Asgari Ücret Tespit Komisyonu, asgari ücrete yapılacak ara zam oranını görüşmek üzere ilk toplantısını gerçekleştirdi. Asgari Ücret Tespit Komisyonu, Temmuz ayından itibaren geçerli olacak yeni asgari ücretin belirlenmesi için ilk toplantısını Çalışma ve Sosyal Güvenlik Bakanlığı’nda yaptı.

Toplantıya bakanlığı temsilen Çalışma Genel Müdürü Sadettin Akyıl, işçi tarafını temsilen Türk-İş heyeti temsilcisi Türkiye Haber-İş Sendikası Başkanı Veli Solak, işveren tarafını temsilen ise Türkiye İşveren Sendikası Konfederasyonu (TİSK) Genel Sekreteri Akansel Koç katıldı. Toplantı, yaklaşık 1 saat 15 dakika sürdü.

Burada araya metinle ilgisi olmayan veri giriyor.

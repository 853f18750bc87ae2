//! Export formats and the external converters some of them require.
//!
//! Rasters and SVG come straight out of the rendering surface. `eps`
//! and `emf` are produced downstream by external tools (`pdftops` from
//! poppler, `inkscape`), so a job asking for them is only accepted when
//! the tool was found on `PATH` at startup.

use std::fmt;
use std::str::FromStr;

use serde::{Deserialize, Serialize};

use crate::error::CoreError;

/// Every output format a job may request.
#[derive(Debug, Clone, Copy, PartialEq, Eq, Hash, Serialize, Deserialize)]
#[serde(rename_all = "lowercase")]
pub enum ExportFormat {
    Png,
    Jpeg,
    Webp,
    Svg,
    Pdf,
    Eps,
    Emf,
    Json,
}

impl ExportFormat {
    pub const ALL: [ExportFormat; 8] = [
        ExportFormat::Png,
        ExportFormat::Jpeg,
        ExportFormat::Webp,
        ExportFormat::Svg,
        ExportFormat::Pdf,
        ExportFormat::Eps,
        ExportFormat::Emf,
        ExportFormat::Json,
    ];

    pub fn as_str(self) -> &'static str {
        match self {
            ExportFormat::Png => "png",
            ExportFormat::Jpeg => "jpeg",
            ExportFormat::Webp => "webp",
            ExportFormat::Svg => "svg",
            ExportFormat::Pdf => "pdf",
            ExportFormat::Eps => "eps",
            ExportFormat::Emf => "emf",
            ExportFormat::Json => "json",
        }
    }

    /// External tool needed downstream of the renderer, if any.
    pub fn required_converter(self) -> Option<Converter> {
        match self {
            ExportFormat::Eps => Some(Converter::Pdftops),
            ExportFormat::Emf => Some(Converter::Inkscape),
            _ => None,
        }
    }

    /// Whether the renderer output must be captured through the page's
    /// print-to-PDF path rather than taken from the script result.
    pub fn needs_pdf_capture(self) -> bool {
        matches!(self, ExportFormat::Pdf | ExportFormat::Eps)
    }
}

impl fmt::Display for ExportFormat {
    fn fmt(&self, f: &mut fmt::Formatter<'_>) -> fmt::Result {
        f.write_str(self.as_str())
    }
}

impl FromStr for ExportFormat {
    type Err = CoreError;

    fn from_str(s: &str) -> Result<Self, Self::Err> {
        let lower = s.to_ascii_lowercase();
        let name = if lower == "jpg" { "jpeg" } else { lower.as_str() };
        ExportFormat::ALL
            .into_iter()
            .find(|f| f.as_str() == name)
            .ok_or_else(|| {
                let known: Vec<&str> = ExportFormat::ALL.iter().map(|f| f.as_str()).collect();
                CoreError::Validation(format!(
                    "Unsupported format \"{s}\"; expected one of {}",
                    known.join(", ")
                ))
            })
    }
}

/// An external conversion tool.
#[derive(Debug, Clone, Copy, PartialEq, Eq)]
pub enum Converter {
    Pdftops,
    Inkscape,
}

impl Converter {
    pub fn executable(self) -> &'static str {
        match self {
            Converter::Pdftops => "pdftops",
            Converter::Inkscape => "inkscape",
        }
    }

    /// Message shown to the caller when the tool is missing.
    pub fn missing_message(self) -> &'static str {
        match self {
            Converter::Pdftops => {
                "Exporting to EPS format requires the pdftops command \
                 which is provided by the poppler library. \
                 Please install poppler and make sure the pdftops command \
                 is available on the PATH"
            }
            Converter::Inkscape => {
                "Exporting to EMF format requires inkscape. \
                 Please install inkscape and make sure it is available on the PATH"
            }
        }
    }
}

/// Which converters were found when the process started.
#[derive(Debug, Clone, Copy, Default, PartialEq, Eq)]
pub struct ConverterAvailability {
    pub pdftops: bool,
    pub inkscape: bool,
}

impl ConverterAvailability {
    /// Probe `PATH` for every converter.
    pub fn detect() -> Self {
        Self {
            pdftops: which::which(Converter::Pdftops.executable()).is_ok(),
            inkscape: which::which(Converter::Inkscape.executable()).is_ok(),
        }
    }

    /// Treat every converter as installed.
    pub fn all() -> Self {
        Self {
            pdftops: true,
            inkscape: true,
        }
    }

    pub fn has(&self, converter: Converter) -> bool {
        match converter {
            Converter::Pdftops => self.pdftops,
            Converter::Inkscape => self.inkscape,
        }
    }

    /// Return the converter `format` needs but which is not installed.
    pub fn missing_for(&self, format: ExportFormat) -> Option<Converter> {
        format.required_converter().filter(|c| !self.has(*c))
    }
}

#[cfg(test)]
mod tests {
    use super::*;

    #[test]
    fn parses_known_formats_case_insensitively() {
        assert_eq!("PNG".parse::<ExportFormat>().unwrap(), ExportFormat::Png);
        assert_eq!("svg".parse::<ExportFormat>().unwrap(), ExportFormat::Svg);
        assert_eq!("jpg".parse::<ExportFormat>().unwrap(), ExportFormat::Jpeg);
    }

    #[test]
    fn rejects_unknown_format() {
        let err = "bmp".parse::<ExportFormat>().unwrap_err();
        assert!(err.to_string().contains("bmp"));
    }

    #[test]
    fn only_eps_and_emf_need_converters() {
        for format in ExportFormat::ALL {
            let expected = matches!(format, ExportFormat::Eps | ExportFormat::Emf);
            assert_eq!(format.required_converter().is_some(), expected, "{format}");
        }
    }

    #[test]
    fn missing_converter_reported_per_format() {
        let avail = ConverterAvailability {
            pdftops: false,
            inkscape: true,
        };
        assert_eq!(avail.missing_for(ExportFormat::Eps), Some(Converter::Pdftops));
        assert_eq!(avail.missing_for(ExportFormat::Emf), None);
        assert_eq!(avail.missing_for(ExportFormat::Png), None);
    }

    #[test]
    fn pdf_capture_for_pdf_and_eps() {
        assert!(ExportFormat::Pdf.needs_pdf_capture());
        assert!(ExportFormat::Eps.needs_pdf_capture());
        assert!(!ExportFormat::Svg.needs_pdf_capture());
    }
}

Toplantının ardından açıklama yapan Türk-İş heyeti temsilcisi Veli Solak, “Bizim talebimiz; ‘Türkiye Yüzyılı’na yakışır şekilde bitmesi. Asgari ücretle çalışan kardeşlerimizin maaşlarının günün şartlarına göre, yaşanan ekonomik krize göre, ev kiralarına göre, hayat pahalılığına göre güncellenmesini istiyoruz” dedi.

Solak, toplantıda rakam konuşulup konuşulmadığı yönündeki soruya, “Resmi belgeler istendi. Önümüzdeki günlerde, ilerleyen saatlerde açıklama yapacağız” cevabını verdi.

Toplantı ile doğrudan yedi milyondan fazla çalışanı ilgilendiren yeni asgari ücret rakamıyla ilgili süreç de resmen başlamış olacak. Asgari ücret, toplam çalışanların yüzde 49’unu, özel sektörde çalışanların da yüzde 70’ini ilgilendiriyor.

Ocak’ta asgari ücrete cumhuriyet tarihinin en yüksek artışı yapılmış, yüzde 54,66 zam ile net 8 bin 506 liraya yükselmişti. Asgari ücret, bir işçi için aylık brüt 10 bin 8 lira, vergiler ve kesintiler düştüğünde net 8 bin 506 lira 80 kuruş olarak uygulanıyor.

Asgari ücretin işverene toplam maliyeti, bir işçi için 11 bin 759 lira 40 kuruş. Bunun 10 bin 8 lirasını brüt asgari ücret, 1551 lira 24 kuruşunu sosyal güvenlik primi, 200 lira 16 kuruşunu işveren işsizlik sigorta fonu oluşturuyor.

Yoksulluk sınırının dörtte biri

Birleşik Kamu İş’in mayıs ayı Açlık-Yoksulluk Araştırması’na göre dört kişilik bir ailenin açlık sınırı 11 bin 810, yoksulluk sınırı ise 31 bin 152 lira seviyesinde bulunuyor.

Türk-İş verilerine göre ise mayıs ayında açlık sınırı 10 bin 362 TL’ye yükselirken, yoksulluk sınırı 33 bin 752 liraya ulaştı. Böylece, açlık sınırı mevcut asgari ücretin en az bin 856 TL üzerine çıkarken yoksulluk sınırı asgari ücretin neredeyse dört katını buldu.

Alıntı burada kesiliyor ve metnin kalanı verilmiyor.